Here’s how to calculate how much protein you need without overeating. There are many factors that determine your specific needs, but in general, the average person needs protein:

– 56-91 grams per day for the average man

– 46-75 grams per day for an average woman

Diets with adequate protein may also be helpful:

– Reduce cravings and obsessive thoughts about food by 60%.

– cut in half the desire to snack late at night

– make you feel full

In one study, people on a high-protein diet consumed 441 fewer calories per day.

Healthy protein sources include:

  • meat: beef, chicken, pork, and lamb
  • fish and seafood: salmon, trout, and shrimp
  • eggs: whole eggs with the yolk
  • plant-based proteins: beans, legumes, quinoa, tempeh, and tofu

. Low carb and leafy green vegetables

Don’t be worried about stuffing your plate with leafy greens. They are full of nutrients and you can consume very large portions of them without significantly increasing calories and carbohydrates.

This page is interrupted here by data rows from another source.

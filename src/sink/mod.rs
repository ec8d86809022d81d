//! Side effects triggered by the debounce gates.
//!
//! - `SnapshotStore`: persist the raw frame that triggered a fire.
//! - `EventPublisher`: send a short notification to a remote endpoint.
//!
//! The two sinks are independent. The pipeline calls each one behind its own
//! gate and logs failures without stopping the loop.

pub mod snapshot;

use std::path::PathBuf;
use std::time::SystemTime;

pub use snapshot::DirectorySnapshotStore;

use crate::error::{PublishError, SnapshotError};
use crate::frame::Frame;

pub trait SnapshotStore {
    /// Write `frame` as an image artifact named after `at`.
    fn persist_snapshot(&mut self, frame: &Frame, at: SystemTime)
        -> Result<PathBuf, SnapshotError>;
}

pub trait EventPublisher {
    /// Deliver `payload` to `topic`. One attempt, no retry.
    fn publish_event(
        &mut self,
        topic: &str,
        payload: &str,
        at: SystemTime,
    ) -> Result<(), PublishError>;
}

impl<T: SnapshotStore + ?Sized> SnapshotStore for Box<T> {
    fn persist_snapshot(
        &mut self,
        frame: &Frame,
        at: SystemTime,
    ) -> Result<PathBuf, SnapshotError> {
        (**self).persist_snapshot(frame, at)
    }
}

impl<T: EventPublisher + ?Sized> EventPublisher for Box<T> {
    fn publish_event(
        &mut self,
        topic: &str,
        payload: &str,
        at: SystemTime,
    ) -> Result<(), PublishError> {
        (**self).publish_event(topic, payload, at)
    }
}

/// Publisher for deployments without a broker. Accepts and drops every event.
#[derive(Clone, Copy, Debug, Default)]
pub struct NullPublisher;

impl EventPublisher for NullPublisher {
    fn publish_event(
        &mut self,
        topic: &str,
        payload: &str,
        _at: SystemTime,
    ) -> Result<(), PublishError> {
        log::debug!("publishing disabled; dropped {}={}", topic, payload);
        Ok(())
    }
}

Vegetables to include for low carb or low calorie eating plans:

  • broccoli
  • cauliflower
  • spinach
  • tomatoes
  • kale
  • Brussels sprouts
  • cabbage
  • Swiss chard
  • lettuce
  • cucumber

. Healthy fats

Don’t be scared to eat fat.

Your own body is always in need of healthy fats, no matter what diet you pick. Olive oil and avocado oil are good options to put in your diet.

Other fats, such as butter and coconut oil, should only be used in moderation because of the higher content of saturated fats.

5. Eat high fibre foods

Foods that are high in fibre can leave you feeling full, which is great for weight reduction. Fibre is only available in plant-based foods such as fruits and veggies, oats, wholegrain bread, brown rice and pasta, as well as beans, peas and lentils.

6.count carbs with a nutrition tracker

A nutritional tracking system is a powerful tool to follow the evolution of your daily food intake. Most of them are now available as smartphone and tablet applications, as well as online.

When you capture your food intake for each meal and snack, the carbohydrates and other nutrients are automatically counted.

Some of the most popular nutritional monitoring programs currently available include MyFitnessPal, SparkPeople, FitDay and Cron-o-Meter.

These programs calculate your nutritional needs according to your weight, age and other factors, but you can customize your daily carbohydrate goal and change it whenever you want.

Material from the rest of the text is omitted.